Re: requiring balanced parens in a regexp?

Chris F Clark <cfc@shell01.TheWorld.com>
10 Nov 2006 18:38:56 -0500

From comp.compilers

Related articles
requiring balanced parens in a regexp? petermichaux@gmail.com (Peter Michaux) (2006-11-10)
Re: requiring balanced parens in a regexp? petermichaux@gmail.com (Peter Michaux) (2006-11-10)
Re: requiring balanced parens in a regexp? mailbox@dmitry-kazakov.de (Dmitry A. Kazakov) (2006-11-10)
Re: requiring balanced parens in a regexp? martin@gkc.org.uk (Martin Ward) (2006-11-10)
Re: requiring balanced parens in a regexp? haberg@math.su.se (2006-11-10)
Re: requiring balanced parens in a regexp? alexc@TheWorld.com (Alex Colvin) (2006-11-10)
*Re: requiring balanced parens in a regexp? cfc@shell01.TheWorld.com (Chris F Clark)* (2006-11-10)**

| List of all articles for this month |

From:	Chris F Clark <cfc@shell01.TheWorld.com>
Newsgroups:	comp.compilers
Date:	10 Nov 2006 18:38:56 -0500
Organization:	The World Public Access UNIX, Brookline, MA
References:	06-11-039 06-11-040
Keywords:	lex
Posted-Date:	10 Nov 2006 18:38:56 EST

"Peter Michaux" <petermichaux@gmail.com> writes:
>
> Hi John,
>
> Peter Michaux wrote:
>> > Can JavaScript regular expressions ensure that all
>> > parentheses to the right of "test" are closed before proclaiming a
>> > match? If so how? If not must I walk through the string counting how
>> > nested each character is?
>>
>> [Matching parentheses is the classic problem that pure regexp's cannot
>> solve, because they have no way to count the number of unmatched
>> parens. There's a variety of ways to fake it, e.g., take your string,
>> replace each ([^)]+) by a space until there aren't any left, then look
>> for your match. Or use various extended regexps that are more like
>> parsers. -John]
>
> Thanks for the info. My problem is even bigger as there might be mixed
> quotes with various balance in relation to the parens.
>
> I think that I will need to write a real tokenizer and parser to get my
> job done properly. I haven't done that before and it is something I
> have always wanted to do but it seems like a *big* task.

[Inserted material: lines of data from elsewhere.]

// Copyright (c) Addison Crump, 2025, licensed under the EUPL-1.2-or-later.

//! Command-line wrapper: reads a plateau description from a file or stdin, drives the rovers, and
//! prints where they ended up.

use anyhow::{Context, Result};
use clap::{ArgAction, Parser, ValueEnum};
use log::info;
use mars_rovers::Deployment;
use std::io::Read;
use std::path::{Path, PathBuf};
use std::{fs, io};

#[derive(Copy, Clone, Debug, ValueEnum)]
enum Format {
    /// One `X Y D` line per rover.
    Text,
    /// A JSON array of rover reports.
    Json,
}

#[derive(Parser, Debug)]
#[command(
    name = "mars-rovers",
    version,
    about = "Drive rovers across a plateau and report where they end up"
)]
struct Cli {
    /// Plateau description to read; stdin is read when absent.
    input: Option<PathBuf>,

    /// How to print the final rover states.
    #[arg(short, long, value_enum, default_value_t = Format::Text)]
    format: Format,

    /// Log more (-v for debug, -vv for trace). RUST_LOG takes precedence.
    #[arg(short, long, action = ArgAction::Count)]
    verbose: u8,
}

fn read_input(path: Option<&Path>) -> Result<String> {
    match path {
        Some(path) => fs::read_to_string(path).with_context(|| {
            format!(
                "Failed to read the plateau description from {}",
                path.display()
            )
        }),
        None => {
            let mut input = String::new();
            io::stdin()
                .read_to_string(&mut input)
                .context("Failed to read the plateau description from stdin")?;
            Ok(input)
        }
    }
}

fn main() -> Result<()> {
    let cli = Cli::parse();
    let level = match cli.verbose {
        0 => "warn",
        1 => "debug",
        _ => "trace",
    };
    env_logger::Builder::from_env(env_logger::Env::default().default_filter_or(level)).init();

    let input = read_input(cli.input.as_deref())?;
    let deployment: Deployment<u64> = input.parse()?;
    info!(
        "driving {} rovers on a {} x {} plateau",
        deployment.rovers().len(),
        deployment.plateau().width(),
        deployment.plateau().height()
    );
    let reports = deployment.run()?;

    match cli.format {
        Format::Text => {
            for report in &reports {
                println!("{report}");
            }
        }
        Format::Json => println!("{}", serde_json::to_string_pretty(&reports)?),
    }
    Ok(())
}
// Copyright (c) Addison Crump, 2025, licensed under the EUPL-1.2-or-later.

//! mars-rovers: drives a squad of rovers across a rectangular plateau.
//!
//! The plateau is described by a small text format: a first line holding the plateau's upper-right
//! corner, followed by one pair of lines per rover (its starting coordinates and heading, then its
//! instructions). Rovers are driven one after the other, in input order, and each rover finishes
//! its whole instruction sequence before the next one starts. A rover that would drive off the
//! plateau simply stays where it is for that step; a rover that would drive onto a cell occupied by
//! another rover aborts the whole run. In this library, we only implement the parsing and the
//! movement rules; reading the description and presenting the result is left to the user.

#![no_std]

use alloc::collections::BTreeMap;
use alloc::string::{String, ToString};
use alloc::vec;
use alloc::vec::Vec;
use core::error::Error;
use core::fmt::{Debug, Display, Formatter};
use core::str::FromStr;
use log::{debug, trace, warn};
use num_traits::{CheckedAdd, CheckedSub, Num, One, Unsigned, Zero};
use serde::de::DeserializeOwned;
use serde::{Deserialize, Serialize};

extern crate alloc;

/// The direction a rover is facing. Rotating right walks the cycle north, east, south, west.
#[derive(Copy, Clone, Debug, Ord, PartialOrd, Eq, PartialEq, Hash, Deserialize, Serialize)]
pub enum Heading {
    /// Facing towards increasing `y`.
    North,
    /// Facing towards increasing `x`.
    East,
    /// Facing towards decreasing `y`.
    South,
    /// Facing towards decreasing `x`.
    West,
}

impl Heading {
    /// Every heading, in clockwise order starting from north.
    pub const ALL: [Heading; 4] = [Heading::North, Heading::East, Heading::South, Heading::West];

    /// The heading after a quarter turn to the left.
    pub fn left(self) -> Self {
        Self::ALL[(self as usize + Self::ALL.len() - 1) % Self::ALL.len()]
    }

    /// The heading after a quarter turn to the right.
    pub fn right(self) -> Self {
        Self::ALL[(self as usize + 1) % Self::ALL.len()]
    }
}

impl TryFrom<char> for Heading {
    type Error = char;

    fn try_from(value: char) -> Result<Self, Self::Error> {
        match value {
            'N' => Ok(Heading::North),
            'E' => Ok(Heading::East),
            'S' => Ok(Heading::South),
            'W' => Ok(Heading::West),
            other => Err(other),
        }
    }
}

impl Display for Heading {
    fn fmt(&self, f: &mut Formatter<'_>) -> core::fmt::Result {
        f.write_str(match self {
            Heading::North => "N",
            Heading::East => "E",
            Heading::South => "S",
            Heading::West => "W",
        })
    }
}

/// A single instruction for a rover.
#[derive(Copy, Clone, Debug, Eq, PartialEq, Hash, Deserialize, Serialize)]
pub enum Instruction {
    /// Rotate a quarter turn to the left without moving.
    Left,
    /// Rotate a quarter turn to the right without moving.
    Right,
    /// Move one cell forward in the current heading.
    Move,
}

impl TryFrom<char> for Instruction {
    type Error = char;

    fn try_from(value: char) -> Result<Self, Self::Error> {
        match value {
            'L' => Ok(Instruction::Left),
            'R' => Ok(Instruction::Right),
            'M' => Ok(Instruction::Move),
            other => Err(other),
        }
    }
}

impl Display for Instruction {
    fn fmt(&self, f: &mut Formatter<'_>) -> core::fmt::Result {
        f.write_str(match self {
            Instruction::Left => "L",
            Instruction::Right => "R",
            Instruction::Move => "M",
        })
    }
}

/// Marker trait: specifies that a value may be used for plateau coordinates.
pub trait GridValue:
    One
    + Zero
    + Ord
    + CheckedAdd
    + CheckedSub
    + Copy
    + Num
    + Unsigned
    + Debug
    + Display
    + DeserializeOwned
    + Serialize
    + 'static
{
}

impl<V> GridValue for V where
    V: One
        + Zero
        + Ord
        + CheckedAdd
        + CheckedSub
        + Copy
        + Num
        + Unsigned
        + Debug
        + Display
        + DeserializeOwned
        + Serialize
        + 'static
{
}

/// A cell on the plateau (eff., a coordinate pair).
#[derive(Copy, Clone, Debug, Eq, PartialEq, Hash, Deserialize, Serialize)]
pub struct Position<V> {
    x: V,
    y: V,
}

impl<V> Position<V> {
    /// The horizontal coordinate of the position.
    pub fn x(&self) -> &V {
        &self.x
    }

    /// The vertical coordinate of the position.
    pub fn y(&self) -> &V {
        &self.y
    }
}

impl<V> From<(V, V)> for Position<V> {
    fn from((x, y): (V, V)) -> Self {
        Self { x, y }
    }
}

impl<V> Position<V>
where
    V: GridValue,
{
    /// Get the position one cell away from this position in the provided heading. If that cell is
    /// off the plateau, the position is unchanged.
    pub fn advance(&self, heading: Heading, plateau: &Plateau<V>) -> Self {
        let one = V::one();
        let shifted = match heading {
            Heading::North => self
                .y
                .checked_add(&one)
                .filter(|y| *y <= plateau.height)
                .map(|y| Self { x: self.x, y }),
            Heading::East => self
                .x
                .checked_add(&one)
                .filter(|x| *x <= plateau.width)
                .map(|x| Self { x, y: self.y }),
            Heading::South => self.y.checked_sub(&one).map(|y| Self { x: self.x, y }),
            Heading::West => self.x.checked_sub(&one).map(|x| Self { x, y: self.y }),
        };
        shifted.unwrap_or(*self)
    }
}

impl<V> Display for Position<V>
where
    V: Display,
{
    fn fmt(&self, f: &mut Formatter<'_>) -> core::fmt::Result {
        write!(f, "({}, {})", self.x, self.y)
    }
}

/// The plateau the rovers drive on. Both bounds are inclusive, so a `5 5` plateau spans the cells
/// `(0, 0)` through `(5, 5)`.
#[derive(Copy, Clone, Debug, Eq, PartialEq, Hash, Deserialize, Serialize)]
pub struct Plateau<V> {
    width: V,
    height: V,
}

impl<V> Plateau<V> {
    /// The largest valid `x` coordinate.
    pub fn width(&self) -> &V {
        &self.width
    }

    /// The largest valid `y` coordinate.
    pub fn height(&self) -> &V {
        &self.height
    }
}

impl<V> Plateau<V>
where
    V: GridValue,
{
    /// Create a new plateau with the provided upper bounds. Both must be at least one.
    pub fn new(width: V, height: V) -> Option<Self> {
        if width.is_zero() || height.is_zero() {
            None
        } else {
            Some(Self { width, height })
        }
    }

    /// Whether the position lies on this plateau.
    pub fn contains(&self, position: &Position<V>) -> bool {
        position.x <= self.width && position.y <= self.height
    }
}

/// A rover: where it is, where it faces, and what it has been told to do.
#[derive(Clone, Debug, Hash, Deserialize, Serialize)]
pub struct Rover<V> {
    position: Position<V>,
    heading: Heading,
    instructions: Vec<Instruction>,
}

impl<V> Rover<V> {
    /// Create a rover at the provided position with the provided instructions.
    pub fn new<P: Into<Position<V>>>(
        position: P,
        heading: Heading,
        instructions: Vec<Instruction>,
    ) -> Self {
        Self {
            position: position.into(),
            heading,
            instructions,
        }
    }

    /// The current position of the rover.
    pub fn position(&self) -> &Position<V> {
        &self.position
    }

    /// The current heading of the rover.
    pub fn heading(&self) -> Heading {
        self.heading
    }

    /// The instructions the rover will execute, in order.
    pub fn instructions(&self) -> &[Instruction] {
        &self.instructions
    }
}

It's not really as big a task as it seems. You do need a tool that
handles languages slightly more complex than simple regular
expressions (i.e. one that handles recursion). However, an LL or LR
tool will do. You just need an LL or LR lexer generator--there are
such beasts.

In particular, we have roughly the same problem for defining "embedded
code" tokens in Yacc++ (and our lexer generator (which is ELR
i.e. regular expressions + LR) handles it for us). In Yacc++ we
define "embedded code" tokens to be matched braces with text inside,
except that in the braces we don't count braces inside quoted strings
or comments (C or C++ style). I have enclosed below the four rules
that do it.

The main subtle thing about the rules, besides that they are recursive
is the @ operator which is a Yacc++ feature that works somewhat
between the . operator of LEX and the [^xxx] not in charset feature of
LEX. The easiest way to understand @ is it says match anything that
isn't otherwise matched.

Therefore, you can read the embedded code rule as saying, the embedded
code is a pair of braces surrounding matching braces, comments,
strings, and anything else (the @). There is a little more dealing
with newlines and single / characters that aren't the start of
comments, but the above is essentially it.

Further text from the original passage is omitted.